I changed it and it now works like a charm: no more NullpointerExceptions.

>Well first things first: at present the DE package cannot do multithreaded breeding at all -- it simply ignores that parameter.  Thus the only 
thing that could be causing the problem is multithreaded evaluation.  However ECJ's evaluator breaks the subpopulation into chunks, one per 
thread, in a deterministic way, and then hands each chunk to a thread to evaluate with its own random number generator.  This means that 
there are only two possibilities:
>
>	1. a bug in ECJ
>	2. a race condition bug in your evaluation code which is causing you to use the same RNG or some other common variable from multiple 
threads.
>
>The ECJ threading code is pretty simple and has been banged on a lot.  So before we look into #1 as a possibility (and it's always a 
possibility), you might check to see if your evaluation code has any race conditions.  In particular, are you using random[thread] or are you 
doing something like random[0]?
>
>Sean

Okay, I didn't know that multithreaded breeding isn't possible right now, but I left this parameter unchanged as all the other ones.
At first I also thought it could be a race condition in my evaluation code.
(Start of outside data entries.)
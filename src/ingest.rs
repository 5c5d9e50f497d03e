//! Source loading: PDF, Markdown and plain-text files into [`Document`]s.
//!
//! PDF pages and Markdown `---` sections become separate segments so that
//! chunking never crosses a page boundary.

use std::path::Path;

use tracing::{debug, info};

use crate::document::{Document, DocumentSegment};
use crate::errors::RagError;

#[derive(Clone, Copy, Debug, PartialEq, Eq)]
enum SourceFormat {
    Pdf,
    Markdown,
    Text,
}

fn detect_format(path: &Path) -> Result<SourceFormat, RagError> {
    let ext = path
        .extension()
        .and_then(|e| e.to_str())
        .map(|e| e.to_ascii_lowercase());
    match ext.as_deref() {
        Some("pdf") => Ok(SourceFormat::Pdf),
        Some("md") | Some("markdown") => Ok(SourceFormat::Markdown),
        Some("txt") | Some("text") => Ok(SourceFormat::Text),
        _ => Err(RagError::Ingest(format!(
            "unsupported source format: {}",
            path.display()
        ))),
    }
}

/// Loads a source document from disk.
///
/// # Errors
/// Returns `RagError::Ingest` when the file does not exist, cannot be read,
/// or has an unsupported extension. An empty source is not an error; it
/// yields a document with zero segments.
pub fn load(path: impl AsRef<Path>) -> Result<Document, RagError> {
    let path = path.as_ref();
    if !path.is_file() {
        return Err(RagError::Ingest(format!(
            "file not found: {}",
            path.display()
        )));
    }
    let format = detect_format(path)?;

    let id = path
        .file_name()
        .and_then(|n| n.to_str())
        .map(|n| n.to_string())
        .unwrap_or_else(|| path.display().to_string());

    let raw_segments: Vec<String> = match format {
        SourceFormat::Pdf => load_pdf_pages(path)?,
        SourceFormat::Markdown => read_source(path)?
            .split("---")
            .map(|s| s.to_string())
            .collect(),
        SourceFormat::Text => vec![read_source(path)?],
    };

    // Keep original positions as segment indices, drop blank segments.
    let segments: Vec<DocumentSegment> = raw_segments
        .into_iter()
        .enumerate()
        .filter(|(_, text)| !text.trim().is_empty())
        .map(|(index, text)| DocumentSegment { index, text })
        .collect();

    info!("loaded '{}': {} segments ({format:?})", id, segments.len());
    Ok(Document { id, segments })
}

fn read_source(path: &Path) -> Result<String, RagError> {
    std::fs::read_to_string(path)
        .map_err(|e| RagError::Ingest(format!("read {}: {e}", path.display())))
}

/// One string per PDF page, in page order.
fn load_pdf_pages(path: &Path) -> Result<Vec<String>, RagError> {
    let pages = pdf_extract::extract_text_by_pages(path)
        .map_err(|e| RagError::Ingest(format!("pdf extract {}: {e}", path.display())))?;
    debug!("extracted {} pdf pages from {}", pages.len(), path.display());
    Ok(pages)
}

#[cfg(test)]
mod tests {
    use super::*;
    use std::io::Write;

    fn write_file(dir: &tempfile::TempDir, name: &str, content: &str) -> std::path::PathBuf {
        let path = dir.path().join(name);
        let mut f = std::fs::File::create(&path).unwrap();
        f.write_all(content.as_bytes()).unwrap();
        path
    }

    #[test]
    fn markdown_sections_become_segments() {
        let dir = tempfile::tempdir().unwrap();
        let path = write_file(&dir, "notes.md", "# One\nfirst\n---\nsecond\n---\n\n---\nfourth");

        let doc = load(&path).unwrap();
        assert_eq!(doc.id, "notes.md");
        // The blank third section is dropped, indices keep their position.
        assert_eq!(doc.segments.len(), 3);
        assert_eq!(doc.segments[0].index, 0);
        assert_eq!(doc.segments[2].index, 3);
        assert!(doc.segments[1].text.contains("second"));
    }

    #[test]
    fn plain_text_is_a_single_segment() {
        let dir = tempfile::tempdir().unwrap();
        let path = write_file(&dir, "plain.txt", "just one body of text");

        let doc = load(&path).unwrap();
        assert_eq!(doc.segments.len(), 1);
        assert_eq!(doc.segments[0].text, "just one body of text");
    }

    #[test]
    fn missing_file_is_an_ingest_error() {
        let err = load("/definitely/not/here.txt").unwrap_err();
        assert!(matches!(err, RagError::Ingest(_)));
    }

    #[test]
    fn unsupported_extension_is_rejected() {
        let dir = tempfile::tempdir().unwrap();
        let path = write_file(&dir, "sheet.xlsx", "not really a spreadsheet");

        let err = load(&path).unwrap_err();
        assert!(matches!(err, RagError::Ingest(_)));
        assert!(err.to_string().contains("unsupported"));
    }

    #[test]
    fn empty_source_yields_zero_segments() {
        let dir = tempfile::tempdir().unwrap();
        let path = write_file(&dir, "empty.txt", "   \n  ");

        let doc = load(&path).unwrap();
        assert!(doc.segments.is_empty());
    }
}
I do not use any RNG inside my code so the only option left would be a 
shared resource with concurrent read/write accesses. Furthermore, I don't know how ECJ handles multithreading internally, whether it has only 
one general problem instance or one instance per thread. In the first case, a shared resource could be a problem, but not in the second case as 
I have no static variables and thus every instance has its own objects. As for the former case, I made a quick hack by extending the evaluate 
method with "synchronized". In my understanding, only one thread is now able to execute evaluate simultaneously. However, I still get different 
results when I repeat the runs. It's not always the case but it occurs quite frequently.

Do you have any ideas how to tackle the problem?